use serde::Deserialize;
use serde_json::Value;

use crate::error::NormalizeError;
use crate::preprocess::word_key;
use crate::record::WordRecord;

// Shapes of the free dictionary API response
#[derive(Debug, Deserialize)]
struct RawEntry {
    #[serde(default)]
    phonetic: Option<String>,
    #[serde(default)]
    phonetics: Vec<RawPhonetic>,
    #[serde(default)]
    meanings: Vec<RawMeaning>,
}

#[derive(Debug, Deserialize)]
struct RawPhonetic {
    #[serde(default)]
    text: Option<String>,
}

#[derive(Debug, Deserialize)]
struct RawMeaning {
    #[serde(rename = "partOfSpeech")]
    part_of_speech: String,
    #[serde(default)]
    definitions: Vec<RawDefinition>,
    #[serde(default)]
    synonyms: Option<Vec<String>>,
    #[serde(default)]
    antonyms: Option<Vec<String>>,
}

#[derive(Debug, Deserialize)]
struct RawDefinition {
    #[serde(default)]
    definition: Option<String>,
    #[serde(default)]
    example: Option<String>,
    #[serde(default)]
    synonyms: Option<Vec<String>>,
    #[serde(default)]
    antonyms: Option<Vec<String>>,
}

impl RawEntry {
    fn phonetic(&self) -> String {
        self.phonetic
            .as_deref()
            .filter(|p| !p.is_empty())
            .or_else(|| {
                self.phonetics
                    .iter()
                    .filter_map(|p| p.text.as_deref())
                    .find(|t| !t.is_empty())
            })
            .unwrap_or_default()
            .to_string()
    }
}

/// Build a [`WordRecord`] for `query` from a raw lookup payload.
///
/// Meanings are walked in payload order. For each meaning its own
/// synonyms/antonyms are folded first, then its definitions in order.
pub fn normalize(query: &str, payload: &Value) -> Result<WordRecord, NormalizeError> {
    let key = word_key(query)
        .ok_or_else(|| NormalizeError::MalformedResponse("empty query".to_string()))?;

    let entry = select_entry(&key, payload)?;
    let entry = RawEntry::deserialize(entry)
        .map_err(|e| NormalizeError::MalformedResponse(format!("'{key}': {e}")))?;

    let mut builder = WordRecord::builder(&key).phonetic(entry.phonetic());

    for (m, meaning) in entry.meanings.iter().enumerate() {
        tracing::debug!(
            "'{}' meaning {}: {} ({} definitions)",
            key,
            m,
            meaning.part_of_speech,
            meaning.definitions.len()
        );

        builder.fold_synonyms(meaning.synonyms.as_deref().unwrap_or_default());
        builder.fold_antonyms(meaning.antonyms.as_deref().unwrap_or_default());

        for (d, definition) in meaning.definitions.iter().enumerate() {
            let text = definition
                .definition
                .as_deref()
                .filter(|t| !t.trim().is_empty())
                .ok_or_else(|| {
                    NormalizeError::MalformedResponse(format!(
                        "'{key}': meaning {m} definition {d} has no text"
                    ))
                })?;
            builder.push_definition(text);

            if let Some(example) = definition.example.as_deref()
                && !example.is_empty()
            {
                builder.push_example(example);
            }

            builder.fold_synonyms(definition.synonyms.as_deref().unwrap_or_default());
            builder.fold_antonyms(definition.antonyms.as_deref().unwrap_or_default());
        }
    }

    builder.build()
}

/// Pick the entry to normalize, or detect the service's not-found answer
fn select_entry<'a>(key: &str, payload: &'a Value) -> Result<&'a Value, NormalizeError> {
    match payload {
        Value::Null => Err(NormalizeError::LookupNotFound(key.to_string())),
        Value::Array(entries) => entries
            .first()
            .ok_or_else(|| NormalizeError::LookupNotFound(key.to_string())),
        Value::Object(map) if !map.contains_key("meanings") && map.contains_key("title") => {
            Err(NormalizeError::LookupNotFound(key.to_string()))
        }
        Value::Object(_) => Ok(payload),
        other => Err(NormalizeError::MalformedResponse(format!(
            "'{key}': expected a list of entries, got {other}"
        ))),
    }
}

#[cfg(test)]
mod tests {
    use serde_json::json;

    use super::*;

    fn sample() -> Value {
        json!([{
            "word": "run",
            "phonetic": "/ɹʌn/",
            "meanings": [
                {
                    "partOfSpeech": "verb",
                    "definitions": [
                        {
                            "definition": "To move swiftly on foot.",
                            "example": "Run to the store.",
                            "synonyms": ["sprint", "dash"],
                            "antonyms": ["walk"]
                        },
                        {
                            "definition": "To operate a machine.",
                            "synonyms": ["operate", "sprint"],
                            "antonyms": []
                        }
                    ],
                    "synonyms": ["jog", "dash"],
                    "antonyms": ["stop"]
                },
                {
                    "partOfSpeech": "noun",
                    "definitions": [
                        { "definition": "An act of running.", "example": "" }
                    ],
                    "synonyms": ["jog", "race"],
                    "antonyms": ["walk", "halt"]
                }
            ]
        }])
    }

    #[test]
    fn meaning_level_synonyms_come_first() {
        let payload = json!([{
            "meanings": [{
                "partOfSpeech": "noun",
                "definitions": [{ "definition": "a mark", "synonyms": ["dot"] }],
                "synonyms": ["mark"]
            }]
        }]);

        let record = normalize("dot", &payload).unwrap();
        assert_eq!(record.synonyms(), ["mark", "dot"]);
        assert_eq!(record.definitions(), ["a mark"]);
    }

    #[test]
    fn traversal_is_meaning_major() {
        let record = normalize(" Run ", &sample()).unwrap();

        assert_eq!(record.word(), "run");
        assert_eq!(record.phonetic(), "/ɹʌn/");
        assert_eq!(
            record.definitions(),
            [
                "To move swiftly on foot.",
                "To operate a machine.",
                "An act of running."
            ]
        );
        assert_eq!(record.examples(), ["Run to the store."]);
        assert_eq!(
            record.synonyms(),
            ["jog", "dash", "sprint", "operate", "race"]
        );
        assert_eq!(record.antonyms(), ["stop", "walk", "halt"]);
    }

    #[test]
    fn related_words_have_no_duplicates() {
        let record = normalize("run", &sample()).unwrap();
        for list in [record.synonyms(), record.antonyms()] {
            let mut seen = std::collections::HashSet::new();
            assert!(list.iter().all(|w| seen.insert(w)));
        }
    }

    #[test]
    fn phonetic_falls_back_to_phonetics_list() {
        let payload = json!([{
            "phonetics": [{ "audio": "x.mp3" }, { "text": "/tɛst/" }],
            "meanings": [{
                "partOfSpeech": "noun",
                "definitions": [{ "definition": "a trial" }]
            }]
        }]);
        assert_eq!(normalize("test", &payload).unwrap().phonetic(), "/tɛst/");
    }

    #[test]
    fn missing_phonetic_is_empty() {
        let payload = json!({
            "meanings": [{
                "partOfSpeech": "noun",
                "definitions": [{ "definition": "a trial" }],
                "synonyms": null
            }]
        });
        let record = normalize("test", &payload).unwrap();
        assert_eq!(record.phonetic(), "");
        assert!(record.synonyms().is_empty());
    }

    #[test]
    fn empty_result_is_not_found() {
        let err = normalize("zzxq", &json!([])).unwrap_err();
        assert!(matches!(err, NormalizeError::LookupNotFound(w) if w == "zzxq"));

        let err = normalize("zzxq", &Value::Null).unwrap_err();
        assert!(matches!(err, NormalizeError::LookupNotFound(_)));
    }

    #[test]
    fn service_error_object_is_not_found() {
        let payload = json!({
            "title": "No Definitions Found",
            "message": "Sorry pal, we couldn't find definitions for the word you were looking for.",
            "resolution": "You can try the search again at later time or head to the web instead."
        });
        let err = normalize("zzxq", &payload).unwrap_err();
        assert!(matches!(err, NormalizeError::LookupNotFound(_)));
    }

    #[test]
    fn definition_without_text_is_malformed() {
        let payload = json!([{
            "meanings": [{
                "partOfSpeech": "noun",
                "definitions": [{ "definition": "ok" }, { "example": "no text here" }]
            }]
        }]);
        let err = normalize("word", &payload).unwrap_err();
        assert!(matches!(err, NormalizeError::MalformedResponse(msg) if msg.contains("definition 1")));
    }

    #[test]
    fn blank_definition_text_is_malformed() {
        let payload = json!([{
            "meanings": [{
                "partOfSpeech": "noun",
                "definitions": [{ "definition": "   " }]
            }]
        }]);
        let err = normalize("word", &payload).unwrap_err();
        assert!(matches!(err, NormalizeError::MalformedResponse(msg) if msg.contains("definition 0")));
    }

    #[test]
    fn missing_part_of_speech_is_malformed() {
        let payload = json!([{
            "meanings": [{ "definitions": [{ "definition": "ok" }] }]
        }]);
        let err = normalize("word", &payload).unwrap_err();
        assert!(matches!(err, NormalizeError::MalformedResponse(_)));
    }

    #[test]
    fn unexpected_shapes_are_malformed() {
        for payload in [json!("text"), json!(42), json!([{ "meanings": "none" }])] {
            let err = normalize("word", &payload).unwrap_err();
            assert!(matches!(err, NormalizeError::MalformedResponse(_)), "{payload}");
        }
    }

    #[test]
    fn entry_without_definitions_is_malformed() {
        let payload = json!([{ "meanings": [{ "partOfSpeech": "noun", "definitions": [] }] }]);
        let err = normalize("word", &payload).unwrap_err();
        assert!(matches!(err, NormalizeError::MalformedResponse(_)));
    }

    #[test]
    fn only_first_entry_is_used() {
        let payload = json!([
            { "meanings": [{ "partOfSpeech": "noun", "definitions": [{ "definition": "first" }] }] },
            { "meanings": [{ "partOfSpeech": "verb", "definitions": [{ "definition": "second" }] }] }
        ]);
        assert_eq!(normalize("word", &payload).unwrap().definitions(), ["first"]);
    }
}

━━━━━━━━━━━━━━━━

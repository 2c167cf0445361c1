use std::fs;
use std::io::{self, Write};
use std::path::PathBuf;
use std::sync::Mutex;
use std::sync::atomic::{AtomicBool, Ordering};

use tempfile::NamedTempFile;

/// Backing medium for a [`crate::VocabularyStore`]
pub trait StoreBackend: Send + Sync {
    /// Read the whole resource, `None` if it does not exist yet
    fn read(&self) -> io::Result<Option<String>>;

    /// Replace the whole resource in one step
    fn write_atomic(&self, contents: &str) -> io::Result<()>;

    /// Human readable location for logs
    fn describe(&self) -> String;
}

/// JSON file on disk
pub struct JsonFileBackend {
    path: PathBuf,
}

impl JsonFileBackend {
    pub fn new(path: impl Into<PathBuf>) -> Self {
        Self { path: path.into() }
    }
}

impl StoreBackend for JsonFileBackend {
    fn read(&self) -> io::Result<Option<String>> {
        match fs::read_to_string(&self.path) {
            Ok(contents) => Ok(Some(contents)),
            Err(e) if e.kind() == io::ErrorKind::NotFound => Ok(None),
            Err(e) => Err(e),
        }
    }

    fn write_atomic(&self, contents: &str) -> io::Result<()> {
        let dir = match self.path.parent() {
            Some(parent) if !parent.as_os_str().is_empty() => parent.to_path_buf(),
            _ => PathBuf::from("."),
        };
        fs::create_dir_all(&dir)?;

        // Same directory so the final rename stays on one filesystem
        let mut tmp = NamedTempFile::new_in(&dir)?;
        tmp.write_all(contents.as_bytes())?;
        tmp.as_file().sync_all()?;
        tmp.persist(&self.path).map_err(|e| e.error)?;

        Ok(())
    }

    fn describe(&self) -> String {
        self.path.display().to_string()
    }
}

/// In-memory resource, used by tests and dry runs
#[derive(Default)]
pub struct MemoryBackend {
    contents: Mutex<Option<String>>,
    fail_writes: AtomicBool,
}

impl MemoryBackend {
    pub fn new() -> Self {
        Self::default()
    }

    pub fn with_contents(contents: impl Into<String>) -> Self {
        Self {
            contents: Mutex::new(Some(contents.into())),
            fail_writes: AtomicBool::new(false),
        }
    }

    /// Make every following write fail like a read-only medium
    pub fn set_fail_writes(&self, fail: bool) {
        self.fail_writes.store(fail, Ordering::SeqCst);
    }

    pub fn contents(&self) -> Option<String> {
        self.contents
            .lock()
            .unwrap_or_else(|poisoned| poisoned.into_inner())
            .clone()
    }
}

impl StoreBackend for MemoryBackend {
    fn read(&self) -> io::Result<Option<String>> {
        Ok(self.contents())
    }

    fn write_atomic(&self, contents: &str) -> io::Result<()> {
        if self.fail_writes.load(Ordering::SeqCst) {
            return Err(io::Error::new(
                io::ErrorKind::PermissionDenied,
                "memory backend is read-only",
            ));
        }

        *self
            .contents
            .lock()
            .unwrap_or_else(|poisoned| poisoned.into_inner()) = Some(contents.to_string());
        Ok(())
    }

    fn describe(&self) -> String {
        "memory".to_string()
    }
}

━━━━━━━━━━━━━━━━

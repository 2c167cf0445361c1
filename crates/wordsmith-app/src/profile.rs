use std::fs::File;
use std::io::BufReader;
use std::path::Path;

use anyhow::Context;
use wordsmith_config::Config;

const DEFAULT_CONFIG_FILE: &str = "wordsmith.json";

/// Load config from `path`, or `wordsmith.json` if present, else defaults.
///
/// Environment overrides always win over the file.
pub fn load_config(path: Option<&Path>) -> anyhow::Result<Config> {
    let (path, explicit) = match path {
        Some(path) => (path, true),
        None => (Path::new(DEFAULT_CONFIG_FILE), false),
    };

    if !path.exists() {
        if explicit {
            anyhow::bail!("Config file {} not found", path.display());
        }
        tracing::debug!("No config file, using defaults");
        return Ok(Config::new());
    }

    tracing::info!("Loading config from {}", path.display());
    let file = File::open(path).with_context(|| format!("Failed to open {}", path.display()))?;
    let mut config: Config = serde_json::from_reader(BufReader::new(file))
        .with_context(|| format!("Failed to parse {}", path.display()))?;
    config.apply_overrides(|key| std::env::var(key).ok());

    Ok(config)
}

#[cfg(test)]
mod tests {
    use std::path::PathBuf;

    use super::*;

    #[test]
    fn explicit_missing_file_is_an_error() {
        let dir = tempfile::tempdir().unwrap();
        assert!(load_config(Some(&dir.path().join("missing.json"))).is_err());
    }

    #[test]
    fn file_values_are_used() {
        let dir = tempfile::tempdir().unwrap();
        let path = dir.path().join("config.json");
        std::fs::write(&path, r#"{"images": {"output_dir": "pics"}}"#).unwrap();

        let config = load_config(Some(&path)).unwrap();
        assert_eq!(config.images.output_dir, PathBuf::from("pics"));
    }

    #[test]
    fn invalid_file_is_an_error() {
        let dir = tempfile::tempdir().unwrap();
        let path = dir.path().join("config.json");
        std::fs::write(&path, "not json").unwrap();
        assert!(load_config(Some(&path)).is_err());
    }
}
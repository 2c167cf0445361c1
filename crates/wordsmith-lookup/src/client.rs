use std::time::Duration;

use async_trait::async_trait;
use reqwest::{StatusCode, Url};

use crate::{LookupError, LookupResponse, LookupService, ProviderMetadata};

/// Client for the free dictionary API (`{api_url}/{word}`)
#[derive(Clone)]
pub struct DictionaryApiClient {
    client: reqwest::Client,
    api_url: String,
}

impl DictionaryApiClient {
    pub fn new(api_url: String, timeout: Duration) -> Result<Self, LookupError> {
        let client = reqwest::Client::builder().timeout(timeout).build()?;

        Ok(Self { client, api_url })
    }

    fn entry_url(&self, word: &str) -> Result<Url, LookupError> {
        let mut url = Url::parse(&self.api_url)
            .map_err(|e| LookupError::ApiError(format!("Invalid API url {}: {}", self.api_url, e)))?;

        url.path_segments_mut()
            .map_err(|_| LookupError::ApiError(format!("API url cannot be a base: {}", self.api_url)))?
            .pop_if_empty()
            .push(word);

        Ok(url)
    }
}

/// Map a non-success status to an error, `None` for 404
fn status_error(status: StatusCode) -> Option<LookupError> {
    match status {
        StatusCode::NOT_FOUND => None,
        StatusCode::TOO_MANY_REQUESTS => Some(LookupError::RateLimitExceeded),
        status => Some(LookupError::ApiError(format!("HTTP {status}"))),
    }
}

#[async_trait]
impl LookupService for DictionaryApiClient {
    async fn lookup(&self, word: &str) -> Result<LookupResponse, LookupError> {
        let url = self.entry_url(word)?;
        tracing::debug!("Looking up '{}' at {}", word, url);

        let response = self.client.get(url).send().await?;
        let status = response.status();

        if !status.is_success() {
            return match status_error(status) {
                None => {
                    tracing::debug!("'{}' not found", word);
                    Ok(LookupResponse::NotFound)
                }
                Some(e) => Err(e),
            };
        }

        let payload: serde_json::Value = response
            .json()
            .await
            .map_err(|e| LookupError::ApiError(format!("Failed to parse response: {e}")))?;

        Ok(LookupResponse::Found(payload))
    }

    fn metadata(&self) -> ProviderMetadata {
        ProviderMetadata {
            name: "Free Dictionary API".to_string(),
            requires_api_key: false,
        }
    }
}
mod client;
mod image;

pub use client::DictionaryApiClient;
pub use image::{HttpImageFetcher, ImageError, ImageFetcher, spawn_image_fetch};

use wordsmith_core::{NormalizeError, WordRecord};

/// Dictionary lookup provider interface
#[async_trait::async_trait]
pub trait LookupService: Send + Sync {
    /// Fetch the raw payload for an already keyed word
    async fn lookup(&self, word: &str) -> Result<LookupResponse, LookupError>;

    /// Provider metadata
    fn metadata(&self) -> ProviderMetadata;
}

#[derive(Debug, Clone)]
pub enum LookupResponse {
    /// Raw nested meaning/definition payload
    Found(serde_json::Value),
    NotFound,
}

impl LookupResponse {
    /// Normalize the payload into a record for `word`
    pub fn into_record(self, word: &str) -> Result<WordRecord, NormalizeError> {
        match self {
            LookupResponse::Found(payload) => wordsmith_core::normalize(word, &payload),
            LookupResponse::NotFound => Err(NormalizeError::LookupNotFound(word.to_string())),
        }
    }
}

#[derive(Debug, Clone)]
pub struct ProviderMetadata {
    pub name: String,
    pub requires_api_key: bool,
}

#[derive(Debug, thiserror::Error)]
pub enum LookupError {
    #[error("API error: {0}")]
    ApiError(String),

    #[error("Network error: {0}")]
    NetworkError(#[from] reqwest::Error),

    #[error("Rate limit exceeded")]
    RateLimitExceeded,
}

━━━━━━━━━━━━━━━━

How many lines of the material contain the string "SeqCst"? Answer with the number and nothing else.

2